Cuyahoga County prosecutors announced last month that the case would be moved to East Cleveland Municipal Court after patrolman Michael Brelo was found not guilty of manslaughter charges for firing the last 15 shots of the barrage. He was acquitted by the same judge, John P. O'Donnell, who issued Friday's ruling. An East Cleveland prosecutor filed identical dereliction of duty charges against the supervisors on July 2.

Defense attorneys have accused county prosecutor Tim McGinty of "forum shopping" by moving the case to East Cleveland because that city's lone judge is black and a jury pool would be drawn from a population that's 93 percent black. They have also said they're skeptical about claims by McGinty and his assistants that East Cleveland, a city on the brink of financial ruin, asked to try the case. McGinty has said the county prosecution team will continue to work on the case and will help the city with trial costs.

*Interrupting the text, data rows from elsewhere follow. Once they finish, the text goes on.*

use sea_orm_migration::prelude::*;

#[derive(DeriveMigrationName)]
pub struct Migration;

#[async_trait::async_trait]
impl MigrationTrait for Migration {
    async fn up(&self, manager: &SchemaManager) -> Result<(), DbErr> {
        manager
            .get_connection()
            .execute_unprepared(
                "DO $$ BEGIN
                    CREATE TYPE delivery_result AS ENUM (
                        'delivered',
                        'retry_scheduled',
                        'failed_permanent'
                    );
                EXCEPTION
                    WHEN duplicate_object THEN NULL;
                END $$;",
            )
            .await?;

        let create_outcomes_sql = r#"
            CREATE TABLE IF NOT EXISTS delivery_outcomes (
                id UUID PRIMARY KEY,
                job_id UUID NOT NULL,
                recipient_user_id BIGINT NOT NULL,
                target_ref TEXT NOT NULL,
                result delivery_result NOT NULL,
                attempt INTEGER NOT NULL CHECK (attempt >= 1),
                detail TEXT,
                recorded_at TIMESTAMPTZ NOT NULL DEFAULT NOW()
            )
        "#;

        manager
            .get_connection()
            .execute_unprepared(create_outcomes_sql)
            .await?;

        // History is always read per job
        manager
            .get_connection()
            .execute_unprepared(
                "CREATE INDEX IF NOT EXISTS delivery_outcomes_job_id_idx
                    ON delivery_outcomes (job_id, recorded_at)",
            )
            .await?;

        Ok(())
    }

    async fn down(&self, manager: &SchemaManager) -> Result<(), DbErr> {
        manager
            .get_connection()
            .execute_unprepared("DROP TABLE IF EXISTS delivery_outcomes")
            .await?;

        manager
            .get_connection()
            .execute_unprepared("DROP TYPE IF EXISTS delivery_result")
            .await?;

        Ok(())
    }
}
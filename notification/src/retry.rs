//! Exponential backoff for failed deliveries.

use std::time::Duration;

pub const DEFAULT_RETRY_CEILING: u32 = 5;
pub const DEFAULT_BASE_DELAY: Duration = Duration::from_secs(1);
pub const DEFAULT_MAX_DELAY: Duration = Duration::from_secs(300);

/// Exponential backoff policy.
///
/// Attempt `n` (1-based) that fails transiently is retried after
/// `base_delay * 2^(n-1)`, capped at `max_delay`. No attempt beyond `ceiling`
/// is ever made.
#[derive(Debug, Clone, Copy, PartialEq)]
pub struct RetryPolicy {
    ceiling: u32,
    base_delay: Duration,
    max_delay: Duration,
}

impl RetryPolicy {
    /// Create a new retry policy with default delays.
    ///
    /// # Arguments
    ///
    /// * `ceiling` - Maximum number of delivery attempts per job
    pub fn new(ceiling: u32) -> Self {
        Self {
            ceiling: ceiling.max(1),
            base_delay: DEFAULT_BASE_DELAY,
            max_delay: DEFAULT_MAX_DELAY,
        }
    }

    pub fn with_delays(mut self, base_delay: Duration, max_delay: Duration) -> Self {
        self.base_delay = base_delay;
        self.max_delay = max_delay.max(base_delay);
        self
    }

    pub fn ceiling(&self) -> u32 {
        self.ceiling
    }

    /// Whether a transient failure of `attempt` may be followed by another one.
    pub fn should_retry(&self, attempt: u32) -> bool {
        attempt < self.ceiling
    }

    /// Calculate exponential backoff delay after the given failed attempt.
    pub fn backoff(&self, attempt: u32) -> Duration {
        let exponent = attempt.saturating_sub(1).min(62) as i32;
        let delay = self.base_delay.as_secs_f64() * 2_f64.powi(exponent);
        Duration::from_secs_f64(delay.min(self.max_delay.as_secs_f64()))
    }

    /// Backoff for `attempt`, stretched to a provider hint when that is longer.
    pub fn delay_for(&self, attempt: u32, hint: Option<Duration>) -> Duration {
        let backoff = self.backoff(attempt);
        match hint {
            Some(hint) if hint > backoff => hint.min(self.max_delay),
            _ => backoff,
        }
    }
}

impl Default for RetryPolicy {
    fn default() -> Self {
        Self::new(DEFAULT_RETRY_CEILING)
    }
}

#[cfg(test)]
mod tests {
    use super::*;

    #[test]
    fn test_exponential_delay() {
        let policy = RetryPolicy::default();

        assert_eq!(policy.backoff(1).as_secs(), 1);
        assert_eq!(policy.backoff(2).as_secs(), 2);
        assert_eq!(policy.backoff(3).as_secs(), 4);
        assert_eq!(policy.backoff(4).as_secs(), 8);
    }

    #[test]
    fn test_max_delay_cap() {
        let policy = RetryPolicy::new(20);

        assert_eq!(policy.backoff(10), DEFAULT_MAX_DELAY);
        assert_eq!(policy.backoff(u32::MAX), DEFAULT_MAX_DELAY);
    }

    #[test]
    fn test_ceiling() {
        let policy = RetryPolicy::new(5);

        assert!(policy.should_retry(4));
        assert!(!policy.should_retry(5));
        assert_eq!(RetryPolicy::new(0).ceiling(), 1);
    }

    #[test]
    fn test_hint_extends_but_never_exceeds_cap() {
        let policy = RetryPolicy::default();

        assert_eq!(
            policy.delay_for(1, Some(Duration::from_secs(30))),
            Duration::from_secs(30)
        );
        assert_eq!(
            policy.delay_for(3, Some(Duration::from_millis(10))),
            Duration::from_secs(4)
        );
        assert_eq!(
            policy.delay_for(1, Some(Duration::from_secs(3600))),
            DEFAULT_MAX_DELAY
        );
    }
}
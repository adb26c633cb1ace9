//! Guardian and device-token queries for notification routing.

use super::error::Error;
use entity::{fcm_tokens, parents, student_parents, Id};
use log::*;
use sea_orm::{entity::prelude::*, sea_query::Expr, DatabaseConnection, JoinType, QuerySelect};

/// Active device registrations of every guardian linked to `student_id`.
pub async fn find_active_devices_for_student(
    db: &DatabaseConnection,
    student_id: Id,
) -> Result<Vec<fcm_tokens::Model>, Error> {
    let guardian_user_ids: Vec<Id> = parents::Entity::find()
        .join(JoinType::InnerJoin, parents::Relation::StudentParents.def())
        .filter(student_parents::Column::StudentId.eq(student_id))
        .all(db)
        .await?
        .into_iter()
        .map(|parent| parent.user_id)
        .collect();

    if guardian_user_ids.is_empty() {
        debug!("Student {student_id} has no linked guardians");
        return Ok(Vec::new());
    }

    Ok(fcm_tokens::Entity::find()
        .filter(fcm_tokens::Column::UserId.is_in(guardian_user_ids))
        .filter(fcm_tokens::Column::IsActive.eq(true))
        .all(db)
        .await?)
}

/// Marks every registration with this token value inactive. Returns the
/// number of rows changed.
pub async fn deactivate_device_token(db: &DatabaseConnection, token: &str) -> Result<u64, Error> {
    let result = fcm_tokens::Entity::update_many()
        .col_expr(fcm_tokens::Column::IsActive, Expr::value(false))
        .col_expr(
            fcm_tokens::Column::UpdatedAt,
            Expr::value(chrono::Utc::now().fixed_offset()),
        )
        .filter(fcm_tokens::Column::Token.eq(token))
        .exec(db)
        .await?;

    info!("Deactivated {} device token row(s)", result.rows_affected);
    Ok(result.rows_affected)
}

#[cfg(test)]
#[cfg(feature = "mock")]
mod tests {
    use super::*;
    use sea_orm::{DatabaseBackend, MockDatabase, MockExecResult};

    #[tokio::test]
    async fn student_without_guardians_skips_token_query() -> Result<(), Error> {
        let db = MockDatabase::new(DatabaseBackend::Postgres)
            .append_query_results(vec![Vec::<parents::Model>::new()])
            .into_connection();

        assert!(find_active_devices_for_student(&db, 9).await?.is_empty());

        Ok(())
    }

    #[tokio::test]
    async fn returns_tokens_of_linked_guardians() -> Result<(), Error> {
        let now = chrono::Utc::now();
        let parent = parents::Model {
            id: 2,
            school_id: 1,
            user_id: 40,
            name: "Ibu Sari".to_string(),
            phone: None,
            created_at: now.into(),
            updated_at: now.into(),
        };
        let token = fcm_tokens::Model {
            id: 5,
            user_id: 40,
            token: "device-registration".to_string(),
            platform: "android".to_string(),
            is_active: true,
            created_at: now.into(),
            updated_at: now.into(),
        };

        let db = MockDatabase::new(DatabaseBackend::Postgres)
            .append_query_results(vec![vec![parent]])
            .append_query_results(vec![vec![token.clone()]])
            .into_connection();

        assert_eq!(find_active_devices_for_student(&db, 9).await?, vec![token]);

        Ok(())
    }

    #[tokio::test]
    async fn deactivate_reports_rows_affected() -> Result<(), Error> {
        let db = MockDatabase::new(DatabaseBackend::Postgres)
            .append_exec_results(vec![MockExecResult {
                last_insert_id: 0,
                rows_affected: 2,
            }])
            .into_connection();

        assert_eq!(deactivate_device_token(&db, "device-registration").await?, 2);

        Ok(())
    }
}
//! Clients for third-party delivery providers.

pub mod fcm;
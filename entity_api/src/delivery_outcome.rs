//! Append-only delivery history.

use super::error::Error;
use entity::delivery_outcomes::{ActiveModel, Column, Entity, Model};
use log::*;
use sea_orm::{entity::prelude::*, ActiveValue::Set, DatabaseConnection, QueryOrder};

pub async fn create(db: &DatabaseConnection, outcome: Model) -> Result<Model, Error> {
    debug!(
        "Recording {:?} for job {} (attempt {})",
        outcome.result, outcome.job_id, outcome.attempt
    );

    let active_model = ActiveModel {
        id: Set(outcome.id),
        job_id: Set(outcome.job_id),
        recipient_user_id: Set(outcome.recipient_user_id),
        target_ref: Set(outcome.target_ref),
        result: Set(outcome.result),
        attempt: Set(outcome.attempt),
        detail: Set(outcome.detail),
        recorded_at: Set(outcome.recorded_at),
    };

    Ok(active_model.insert(db).await?)
}

/// Every recorded attempt of one job, oldest first.
pub async fn find_by_job_id(db: &DatabaseConnection, job_id: Uuid) -> Result<Vec<Model>, Error> {
    Ok(Entity::find()
        .filter(Column::JobId.eq(job_id))
        .order_by_asc(Column::RecordedAt)
        .order_by_asc(Column::Attempt)
        .all(db)
        .await?)
}

#[cfg(test)]
#[cfg(feature = "mock")]
mod tests {
    use super::*;
    use entity::delivery_result::DeliveryResult;
    use sea_orm::{DatabaseBackend, MockDatabase};

    #[tokio::test]
    async fn find_by_job_id_returns_attempts_in_order() -> Result<(), Error> {
        let job_id = Uuid::new_v4();
        let attempt = |n: i32, result: DeliveryResult| Model {
            id: Uuid::new_v4(),
            job_id,
            recipient_user_id: 40,
            target_ref: "device-registration".to_string(),
            result,
            attempt: n,
            detail: None,
            recorded_at: chrono::Utc::now().into(),
        };
        let rows = vec![
            attempt(1, DeliveryResult::RetryScheduled),
            attempt(2, DeliveryResult::Delivered),
        ];

        let db = MockDatabase::new(DatabaseBackend::Postgres)
            .append_query_results(vec![rows.clone()])
            .into_connection();

        assert_eq!(find_by_job_id(&db, job_id).await?, rows);

        Ok(())
    }
}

Cuyahoga County Common Pleas Judge John P. O'Donnell wrote in his ruling that he agrees with defense attorneys' assertions that prosecutors are more likely to win in East Cleveland, but said it wasn't improper.

Defense attorneys also have complained that the move to East Cleveland is a needless delay given that their clients were indicted in May 2014 and a trial had been scheduled to start before O'Donnell in county court on July 27. And they say most of the 22-mile-long chase on Nov. 29, 2012, occurred in Cleveland and only a small portion in East Cleveland, where Timothy Russell and Malissa Williams were each shot more than 20 times by police officers in a school parking lot. None of the supervisors fired their weapons that night.

Defense attorney David Grant said Friday that he was disappointed with O'Donnell's ruling and that it would likely be appealed.